Ensuring pharma safety with advanced impurity detection

In the pharmaceutical industry, ensuring the safety, efficacy, and quality of drug products is critical, and the detection of impurities plays a key role in this process. Pharmaceutical impurities, such as genotoxic impurities, nitrosamines (NSA), nitrosamines related drug substances (NDSRIs) and extractables and leachables (E&L), pose significant health risks to patients and can lead to product recalls and regulatory issues.

To effectively address these challenges, advanced analytical techniques are crucial. Liquid Chromatography-Tandem Mass Spectrometry (LC-MS/MS) has emerged as the gold standard for impurity profiling, offering unmatched sensitivity and selectivity in detecting trace-level contaminants within complex drug formulations. Among the leading solutions available, the Shimadzu LCMS-TQ RX Series stands out for its superior ability to precisely identify and quantify these harmful impurities, ensuring the highest levels of safety and compliance in pharmaceutical testing.

Shimadzu UFMS Technology: Advancing impurity detection and analysis
Shimadzu offers a wide range of ready-made methods and application notes for analyzing NSA (Nitrosamines), NDSRIs (Nitrosamines-related drug impurities), and genotoxic impurities in APIs and formulations. Additionally, Spinco’s Method Factory enhances efficiency by providing methods for over 200 drugs.

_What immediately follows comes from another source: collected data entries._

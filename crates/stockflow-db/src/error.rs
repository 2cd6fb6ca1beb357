//! # Database Error Types
//!
//! Error types for database operations and ledger batches.
//!
//! ## Error Flow
//! ```text
//! ┌─────────────────────────────────────────────────────────────────────────┐
//! │                    Error Propagation                                    │
//! │                                                                         │
//! │  SQLite Error (sqlx::Error)          Rule violation (CoreError)        │
//! │       │                                     │                           │
//! │       ▼                                     ▼                           │
//! │  DbError (storage failure)           EngineError::Row { row, .. }      │
//! │       │                                     │                           │
//! │       └──────────────► EngineError ◄────────┘                           │
//! │                            │                                            │
//! │                            ▼                                            │
//! │              batch transaction rolled back                              │
//! │                            │                                            │
//! │                            ▼                                            │
//! │                 ApiError (in stockflow-api)                             │
//! └─────────────────────────────────────────────────────────────────────────┘
//! ```

use stockflow_core::rows::RowError;
use stockflow_core::CoreError;
use thiserror::Error;

/// Database operation errors.
///
/// These errors wrap sqlx errors and provide additional context
/// for logging. None of them is a business rule violation.
#[derive(Debug, Error)]
pub enum DbError {
    /// Entity not found in database.
    #[error("{entity} not found: {id}")]
    NotFound { entity: String, id: String },

    /// Unique constraint violation.
    #[error("Duplicate {field}: '{value}' already exists")]
    UniqueViolation { field: String, value: String },

    /// Foreign key constraint violation.
    ///
    /// ## When This Occurs
    /// - Referencing a location or product that does not exist
    #[error("Foreign key violation: {message}")]
    ForeignKeyViolation { message: String },

    /// CHECK constraint violation.
    ///
    /// ## When This Occurs
    /// - A write would store a negative quantity (the engine checks first,
    ///   so reaching this means a bug or a direct SQL write)
    #[error("Check constraint violation: {message}")]
    CheckViolation { message: String },

    /// Database connection failed.
    #[error("Connection failed: {0}")]
    ConnectionFailed(String),

    /// Migration failed.
    #[error("Migration failed: {0}")]
    MigrationFailed(String),

    /// Query execution failed.
    #[error("Query failed: {0}")]
    QueryFailed(String),

    /// Stored row could not be mapped back to a domain type.
    #[error("Corrupt {entity} row {id}: {reason}")]
    CorruptRow {
        entity: String,
        id: String,
        reason: String,
    },

    /// Pool exhausted (all connections in use).
    #[error("Connection pool exhausted")]
    PoolExhausted,

    /// Internal database error.
    #[error("Internal database error: {0}")]
    Internal(String),
}

impl DbError {
    /// Creates a NotFound error for a given entity type and ID.
    pub fn not_found(entity: impl Into<String>, id: impl Into<String>) -> Self {
        DbError::NotFound {
            entity: entity.into(),
            id: id.into(),
        }
    }

    /// Creates a CorruptRow error.
    pub fn corrupt(entity: impl Into<String>, id: impl Into<String>, reason: impl Into<String>) -> Self {
        DbError::CorruptRow {
            entity: entity.into(),
            id: id.into(),
            reason: reason.into(),
        }
    }
}

/// Convert sqlx errors to DbError.
///
/// ## Error Mapping
/// ```text
/// sqlx::Error::RowNotFound    → DbError::NotFound
/// sqlx::Error::Database       → Analyze message for constraint type
/// sqlx::Error::PoolTimedOut   → DbError::PoolExhausted
/// Other                       → DbError::Internal
/// ```
impl From<sqlx::Error> for DbError {
    fn from(err: sqlx::Error) -> Self {
        match err {
            sqlx::Error::RowNotFound => DbError::NotFound {
                entity: "Record".to_string(),
                id: "unknown".to_string(),
            },

            sqlx::Error::Database(db_err) => {
                let msg = db_err.message();

                // SQLite constraint messages:
                // "UNIQUE constraint failed: <table>.<column>"
                // "FOREIGN KEY constraint failed"
                // "CHECK constraint failed: <expr>"
                if msg.contains("UNIQUE constraint failed") {
                    let field = msg
                        .split("UNIQUE constraint failed: ")
                        .nth(1)
                        .unwrap_or("unknown")
                        .to_string();
                    DbError::UniqueViolation {
                        field,
                        value: "unknown".to_string(),
                    }
                } else if msg.contains("FOREIGN KEY constraint failed") {
                    DbError::ForeignKeyViolation {
                        message: msg.to_string(),
                    }
                } else if msg.contains("CHECK constraint failed") {
                    DbError::CheckViolation {
                        message: msg.to_string(),
                    }
                } else {
                    DbError::QueryFailed(msg.to_string())
                }
            }

            sqlx::Error::PoolTimedOut => DbError::PoolExhausted,

            sqlx::Error::PoolClosed => DbError::ConnectionFailed("Pool is closed".to_string()),

            _ => DbError::Internal(err.to_string()),
        }
    }
}

impl From<sqlx::migrate::MigrateError> for DbError {
    fn from(err: sqlx::migrate::MigrateError) -> Self {
        DbError::MigrationFailed(err.to_string())
    }
}

/// Result type for database operations.
pub type DbResult<T> = Result<T, DbError>;

// =============================================================================
// Engine Error
// =============================================================================

/// Why a submitted batch was not committed.
///
/// Every variant means the batch transaction was rolled back: no inventory
/// counter moved and no ledger record was written.
#[derive(Debug, Error)]
pub enum EngineError {
    /// A specific row broke a ledger rule. `row` is 1-based.
    #[error("Row {row}: {source}")]
    Row {
        row: usize,
        #[source]
        source: CoreError,
    },

    /// A rule violation not tied to one row (empty batch, oversized batch).
    #[error(transparent)]
    Rejected(#[from] CoreError),

    /// Underlying persistence failure.
    #[error(transparent)]
    Storage(#[from] DbError),
}

impl EngineError {
    /// Attaches a 1-based row number to a rule violation.
    pub fn at_row(row: usize, source: CoreError) -> Self {
        EngineError::Row { row, source }
    }

    /// Pins a row-less rule violation to `row`. Storage errors and errors
    /// already carrying a row are returned unchanged.
    pub fn in_row(self, row: usize) -> Self {
        match self {
            EngineError::Rejected(source) => EngineError::Row { row, source },
            other => other,
        }
    }

    /// The rule violation, if this is not a storage failure.
    pub fn core_error(&self) -> Option<&CoreError> {
        match self {
            EngineError::Row { source, .. } => Some(source),
            EngineError::Rejected(e) => Some(e),
            EngineError::Storage(_) => None,
        }
    }
}

impl From<RowError> for EngineError {
    fn from(err: RowError) -> Self {
        EngineError::Row {
            row: err.row,
            source: err.error,
        }
    }
}

impl From<sqlx::Error> for EngineError {
    fn from(err: sqlx::Error) -> Self {
        EngineError::Storage(err.into())
    }
}

/// Result type for engine operations.
pub type EngineResult<T> = Result<T, EngineError>;

#[cfg(test)]
mod tests {
    use super::*;

    #[test]
    fn test_row_error_message_is_prefixed() {
        let err = EngineError::at_row(
            2,
            CoreError::InsufficientStock {
                location_id: "W".to_string(),
                product_id: "P".to_string(),
                available: 10,
                requested: 15,
            },
        );
        assert_eq!(
            err.to_string(),
            "Row 2: Insufficient stock of P at W: available 10, requested 15"
        );
        assert!(err.core_error().is_some());
    }

    #[test]
    fn test_in_row_only_pins_rule_violations() {
        let pinned = EngineError::from(CoreError::ProductNotFound("P".to_string())).in_row(4);
        assert!(matches!(pinned, EngineError::Row { row: 4, .. }));

        let already = EngineError::at_row(1, CoreError::EmptyBatch).in_row(9);
        assert!(matches!(already, EngineError::Row { row: 1, .. }));

        let storage = EngineError::from(DbError::PoolExhausted).in_row(2);
        assert!(matches!(storage, EngineError::Storage(_)));
    }

    #[test]
    fn test_storage_error_has_no_core_error() {
        let err: EngineError = DbError::PoolExhausted.into();
        assert!(err.core_error().is_none());
    }
}
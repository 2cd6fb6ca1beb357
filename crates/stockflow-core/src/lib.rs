//! # stockflow-core: Pure Business Logic for Stockflow
//!
//! This crate holds the domain model of the inventory ledger as pure
//! functions with zero I/O dependencies.
//!
//! ## Architecture Position
//! ```text
//! ┌─────────────────────────────────────────────────────────────────────────┐
//! │                        Stockflow Architecture                           │
//! │                                                                         │
//! │  ┌─────────────────────────────────────────────────────────────────┐   │
//! │  │                 UI collaborator (out of scope)                  │   │
//! │  │    stages rows ──► PendingBatch ──► submit_* command            │   │
//! │  └─────────────────────────────┬───────────────────────────────────┘   │
//! │                                │ JSON                                   │
//! │  ┌─────────────────────────────▼───────────────────────────────────┐   │
//! │  │                 stockflow-api (commands, ApiError)              │   │
//! │  └─────────────────────────────┬───────────────────────────────────┘   │
//! │                                │                                        │
//! │  ┌─────────────────────────────▼───────────────────────────────────┐   │
//! │  │             ★ stockflow-core (THIS CRATE) ★                     │   │
//! │  │                                                                 │   │
//! │  │   ┌─────────┐ ┌─────────┐ ┌─────────┐ ┌─────────┐ ┌─────────┐  │   │
//! │  │   │  types  │ │  money  │ │ amounts │ │  rows   │ │  batch  │  │   │
//! │  │   └─────────┘ └─────────┘ └─────────┘ └─────────┘ └─────────┘  │   │
//! │  │                                                                 │   │
//! │  │   NO I/O • NO DATABASE • NO NETWORK • PURE FUNCTIONS           │   │
//! │  └─────────────────────────────────────────────────────────────────┘   │
//! │                                │                                        │
//! │  ┌─────────────────────────────▼───────────────────────────────────┐   │
//! │  │          stockflow-db (SQLite, repositories, engine)            │   │
//! │  └─────────────────────────────────────────────────────────────────┘   │
//! └─────────────────────────────────────────────────────────────────────────┘
//! ```
//!
//! ## Modules
//!
//! - [`types`] - Domain types (Location, Product, ledger records)
//! - [`money`] - Money type with integer arithmetic (no floating point!)
//! - [`amounts`] - Cost/sale amount computation at commit time
//! - [`rows`] - Raw batch rows as submitted by the UI, and their parsing
//! - [`batch`] - In-memory staging of pending rows
//! - [`error`] - Domain error types
//! - [`validation`] - Field-level validation
//!
//! ## Example Usage
//!
//! ```rust
//! use stockflow_core::amounts::compute_amounts;
//! use stockflow_core::money::Money;
//! use stockflow_core::types::Product;
//!
//! let product = Product::new("p-1", "Coffee 250g", "unit", 850, 1999);
//! let amounts = compute_amounts(&product, 3).unwrap();
//!
//! assert_eq!(amounts.cost_amount, Money::from_cents(2550));
//! assert_eq!(amounts.sale_amount, Money::from_cents(5997));
//! ```

// =============================================================================
// Module Declarations
// =============================================================================

pub mod amounts;
pub mod batch;
pub mod error;
pub mod money;
pub mod rows;
pub mod types;
pub mod validation;

// =============================================================================
// Re-exports for Convenience
// =============================================================================

pub use amounts::{compute_amounts, Amounts};
pub use batch::PendingBatch;
pub use error::{CoreError, CoreResult, ValidationError};
pub use money::Money;
pub use types::*;

// =============================================================================
// Crate-Level Constants
// =============================================================================

/// Maximum rows accepted in a single submitted batch.
///
/// ## Business Reason
/// Keeps one commit (and its write lock) short; the UI stages at most a
/// screenful of rows before confirming.
pub const MAX_BATCH_ROWS: usize = 100;

/// Maximum quantity on a single row.
///
/// Bounds `price_cents * quantity` far below `i64::MAX` for any realistic
/// reference price.
pub const MAX_ROW_QUANTITY: i64 = 1_000_000;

This combination of Shimadzu UFMS technology and Spinco’s Method Factory ensures accurate, high-throughput analysis, meeting stringent regulatory standards and advancing drug safety and quality.

Shimadzu LCMS-TQ RX Series: Ultra-Fast and Reliable Performance for Pharmaceutical Impurity Detection
The Shimadzu LCMS-TQ RX Series is a state-of-the-art triple quadrupole mass spectrometer, offering unmatched performance for impurity detection in pharmaceutical applications. Key features include:

• IonDrive™ Technology: Provides exceptional sensitivity with fast scan speeds of 30,000 scans per second, enabling rapid, reproducible analysis of trace-level contaminants such as genotoxic impurities and nitrosamines.
• Ultra-Fast Polarity Switching (5 ms): Allows seamless analysis of a wide range of compounds without sacrificing sensitivity or data quality, enhancing throughput for high-demand pharmaceutical testing.
• Enhanced Ion Guide & Collision Cell Technologies: Focuses the ion beam for improved data quality and accuracy, essential for precise impurity quantification in complex formulations.
• Heated ESI Probe & CoreSpray Technology: Delivers superior ionization, ensuring accurate and reproducible results even for challenging impurities.
• High Resolution & Robust Quantitation: Ensures excellent selectivity and compliance with stringent regulatory standards, making it ideal for high-throughput pharmaceutical testing.